◆ **Exercise aim**: Would you output the entries below only from the line containing "leaving and deleting." through the line containing "name, description, &user.id).await?;", exactly as they stand and with both ends included?

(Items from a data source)
****************************************

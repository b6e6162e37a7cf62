//! Room features of the client: listing, creating, joining, leaving and deleting.

use super::RoommateApp;
use crate::{
    cache::keys,
    core::room::{self, MemberProfile, RoomWithCount},
    entities::room as room_entity,
    errors::Result,
    notifications::PushNotifier,
    realtime::{ChangeEvent, ChangeKind, Table},
};
use tracing::error;

impl<N: PushNotifier> RoommateApp<N> {
    /// Rooms from the last successful fetch, without touching the backend.
    pub async fn cached_rooms(&self) -> Vec<RoomWithCount> {
        self.cache
            .get(keys::USER_ROOMS)
            .await
            .unwrap_or_default()
    }

    /// Rooms of the signed-in user, refreshed from the backend.
    ///
    /// Falls back to the cached list when the fetch fails; empty when signed out.
    pub async fn rooms(&self) -> Vec<RoomWithCount> {
        let Some(user) = self.current_user().await else {
            return Vec::new();
        };

        match room::get_rooms_for_user(self.db(), &user.id).await {
            Ok(rooms) => {
                self.cache.set(keys::USER_ROOMS, &rooms, true).await;
                rooms
            }
            Err(e) => {
                error!("Error fetching rooms: {}", e);
                self.cached_rooms().await
            }
        }
    }

    /// Members of a room with their display fields.
    ///
    /// Empty when signed out, when the signed-in user is not a member, or when the fetch
    /// fails.
    pub async fn members(&self, room_id: &str) -> Vec<MemberProfile> {
        let Some(user) = self.current_user().await else {
            return Vec::new();
        };

        let fetched = match room::is_member(self.db(), room_id, &user.id).await {
            Ok(false) => return Vec::new(),
            Ok(true) => room::get_room_members(self.db(), room_id).await,
            Err(e) => Err(e),
        };
        fetched
            .inspect_err(|e| error!("Error fetching room members: {}", e))
            .unwrap_or_default()
    }

    /// Creates a room owned by the signed-in user.
    pub async fn create_room(&self, name: &str, description: &str) -> Result<room_entity::Model> {
        let user = self.require_user().await?;
        let created = room::create_room(self.db(), name, description, &user.id).await?;

        self.feed.publish(ChangeEvent::new(
            Table::Rooms,
            ChangeKind::Insert,
            Some(created.id.clone()),
            created.id.as_str(),
        ));
        self.feed.publish(ChangeEvent::new(
            Table::RoomMembers,
            ChangeKind::Insert,
            Some(created.id.clone()),
            user.id.as_str(),
        ));
        self.rooms().await;
        Ok(created)
    }

    /// Joins a room by invite code.
    pub async fn join_room(&self, invite_code: &str) -> Result<room_entity::Model> {
        let user = self.require_user().await?;
        let joined = room::join_room(self.db(), invite_code, &user.id).await?;

        self.feed.publish(ChangeEvent::new(
            Table::RoomMembers,
            ChangeKind::Insert,
            Some(joined.id.clone()),
            user.id.as_str(),
        ));
        self.rooms().await;
        Ok(joined)
    }

    /// Leaves a room. The room and its ledger remain for the other members.
    pub async fn leave_room(&self, room_id: &str) -> Result<()> {
        let user = self.require_user().await?;
        room::leave_room(self.db(), room_id, &user.id).await?;

        self.feed.publish(ChangeEvent::new(
            Table::RoomMembers,
            ChangeKind::Delete,
            Some(room_id.to_string()),
            user.id.as_str(),
        ));
        self.forget_room(room_id).await;
        Ok(())
    }

    /// Deletes a room with all its members and transactions. Creator only.
    pub async fn delete_room(&self, room_id: &str) -> Result<()> {
        let user = self.require_user().await?;
        room::delete_room(self.db(), room_id, &user.id).await?;

        // Members and ledger go with the room
        for table in [Table::Rooms, Table::RoomMembers, Table::Transactions] {
            self.feed.publish(ChangeEvent::new(
                table,
                ChangeKind::Delete,
                Some(room_id.to_string()),
                room_id,
            ));
        }
        self.forget_room(room_id).await;
        Ok(())
    }

    async fn forget_room(&self, room_id: &str) {
        self.cache.remove(&keys::transactions(room_id)).await;
        self.cache.remove(&keys::summary(room_id)).await;
        self.rooms().await;
    }
}

#[cfg(test)]
mod tests {
    #![allow(clippy::unwrap_used)]
    use super::*;
    use crate::errors::Error;
    use crate::realtime::SubscriptionFilter;
    use crate::test_utils::*;

    #[tokio::test]
    async fn test_rooms_signed_out_is_empty() -> Result<()> {
        let app = setup_test_app().await?;
        assert!(app.rooms().await.is_empty());
        Ok(())
    }

    #[tokio::test]
    async fn test_create_room_requires_session() -> Result<()> {
        let app = setup_test_app().await?;
        let result = app.create_room("Apt 4B", "").await;
        assert!(matches!(result, Err(Error::NotAuthenticated)));
        Ok(())
    }

    #[tokio::test]
    async fn test_create_room_caches_and_publishes() -> Result<()> {
        let app = setup_test_app().await?;
        sign_up_test_user(&app, "Alice").await?;
        let mut sub = app.feed().subscribe(SubscriptionFilter::table(Table::Rooms));

        let created = app.create_room("Apt 4B", "Third floor").await?;

        let event = sub.next().await.unwrap();
        assert_eq!(event.kind, ChangeKind::Insert);
        assert_eq!(event.row_id, created.id);

        let cached = app.cached_rooms().await;
        assert_eq!(cached.len(), 1);
        assert_eq!(cached[0].room.id, created.id);
        assert_eq!(cached[0].member_count, 1);
        Ok(())
    }

    #[tokio::test]
    async fn test_join_room_and_members() -> Result<()> {
        let app = setup_test_app().await?;
        sign_up_test_user(&app, "Alice").await?;
        let created = app.create_room("Apt 4B", "").await?;

        let other = app_sharing(&app);
        sign_up_test_user(&other, "Bob").await?;
        let joined = other
            .join_room(&format!(" {} ", created.invite_code.to_lowercase()))
            .await?;
        assert_eq!(joined.id, created.id);

        let names: Vec<String> = other.members(&created.id).await.into_iter().map(|m| m.name).collect();
        assert_eq!(names, vec!["Alice", "Bob"]);

        let again = other.join_room(&created.invite_code).await;
        assert!(matches!(again, Err(Error::AlreadyMember { .. })));
        Ok(())
    }

    #[tokio::test]
    async fn test_members_hidden_from_outsiders() -> Result<()> {
        let app = setup_test_app().await?;
        sign_up_test_user(&app, "Alice").await?;
        let created = app.create_room("Apt 4B", "").await?;

        let outsider = app_sharing(&app);
        assert!(outsider.members(&created.id).await.is_empty());

        sign_up_test_user(&outsider, "Mallory").await?;
        assert!(outsider.members(&created.id).await.is_empty());
        assert_eq!(app.members(&created.id).await.len(), 1);
        Ok(())
    }

    #[tokio::test]
    async fn test_join_unknown_code() -> Result<()> {
        let app = setup_test_app().await?;
        sign_up_test_user(&app, "Alice").await?;
        let result = app.join_room("ZZZZZZ").await;
        assert!(matches!(result, Err(Error::InvalidInviteCode { .. })));
        Ok(())
    }

    #[tokio::test]
    async fn test_delete_room_only_by_creator() -> Result<()> {
        let app = setup_test_app().await?;
        sign_up_test_user(&app, "Alice").await?;
        let created = app.create_room("Apt 4B", "").await?;

        let other = app_sharing(&app);
        sign_up_test_user(&other, "Bob").await?;
        other.join_room(&created.invite_code).await?;
        assert!(matches!(
            other.delete_room(&created.id).await,
            Err(Error::NotRoomCreator { .. })
        ));

        let mut ledger = app
            .feed()
            .subscribe(SubscriptionFilter::room(Table::Transactions, created.id.as_str()));
        app.delete_room(&created.id).await?;
        let event = ledger.next().await.unwrap();
        assert_eq!(event.kind, ChangeKind::Delete);
        assert!(app.rooms().await.is_empty());
        assert!(app.cached_rooms().await.is_empty());
        Ok(())
    }

    #[tokio::test]
    async fn test_leave_room_drops_it_from_list() -> Result<()> {
        let app = setup_test_app().await?;
        sign_up_test_user(&app, "Alice").await?;
        let created = app.create_room("Apt 4B", "").await?;

        let other = app_sharing(&app);
        sign_up_test_user(&other, "Bob").await?;
        other.join_room(&created.invite_code).await?;
        assert_eq!(other.rooms().await.len(), 1);

        other.leave_room(&created.id).await?;
        assert!(other.rooms().await.is_empty());
        assert_eq!(app.members(&created.id).await.len(), 1);
        Ok(())
    }

    #[tokio::test]
    async fn test_rooms_fall_back_to_cache_on_backend_failure() -> Result<()> {
        let app = setup_test_app().await?;
        sign_up_test_user(&app, "Alice").await?;
        app.create_room("Apt 4B", "").await?;

        let broken = app_with_broken_backend(&app).await?;
        let rooms = broken.rooms().await;
        assert_eq!(rooms.len(), 1);
        assert_eq!(rooms[0].room.name, "Apt 4B");
        Ok(())
    }
}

****************************************

◆ **Exercise solution**:
//! Room features of the client: listing, creating, joining, leaving and deleting.

use super::RoommateApp;
use crate::{
    cache::keys,
    core::room::{self, MemberProfile, RoomWithCount},
    entities::room as room_entity,
    errors::Result,
    notifications::PushNotifier,
    realtime::{ChangeEvent, ChangeKind, Table},
};
use tracing::error;

impl<N: PushNotifier> RoommateApp<N> {
    /// Rooms from the last successful fetch, without touching the backend.
    pub async fn cached_rooms(&self) -> Vec<RoomWithCount> {
        self.cache
            .get(keys::USER_ROOMS)
            .await
            .unwrap_or_default()
    }

    /// Rooms of the signed-in user, refreshed from the backend.
    ///
    /// Falls back to the cached list when the fetch fails; empty when signed out.
    pub async fn rooms(&self) -> Vec<RoomWithCount> {
        let Some(user) = self.current_user().await else {
            return Vec::new();
        };

        match room::get_rooms_for_user(self.db(), &user.id).await {
            Ok(rooms) => {
                self.cache.set(keys::USER_ROOMS, &rooms, true).await;
                rooms
            }
            Err(e) => {
                error!("Error fetching rooms: {}", e);
                self.cached_rooms().await
            }
        }
    }

    /// Members of a room with their display fields.
    ///
    /// Empty when signed out, when the signed-in user is not a member, or when the fetch
    /// fails.
    pub async fn members(&self, room_id: &str) -> Vec<MemberProfile> {
        let Some(user) = self.current_user().await else {
            return Vec::new();
        };

        let fetched = match room::is_member(self.db(), room_id, &user.id).await {
            Ok(false) => return Vec::new(),
            Ok(true) => room::get_room_members(self.db(), room_id).await,
            Err(e) => Err(e),
        };
        fetched
            .inspect_err(|e| error!("Error fetching room members: {}", e))
            .unwrap_or_default()
    }

    /// Creates a room owned by the signed-in user.
    pub async fn create_room(&self, name: &str, description: &str) -> Result<room_entity::Model> {
        let user = self.require_user().await?;
        let created = room::create_room(self.db(), name, description, &user.id).await?;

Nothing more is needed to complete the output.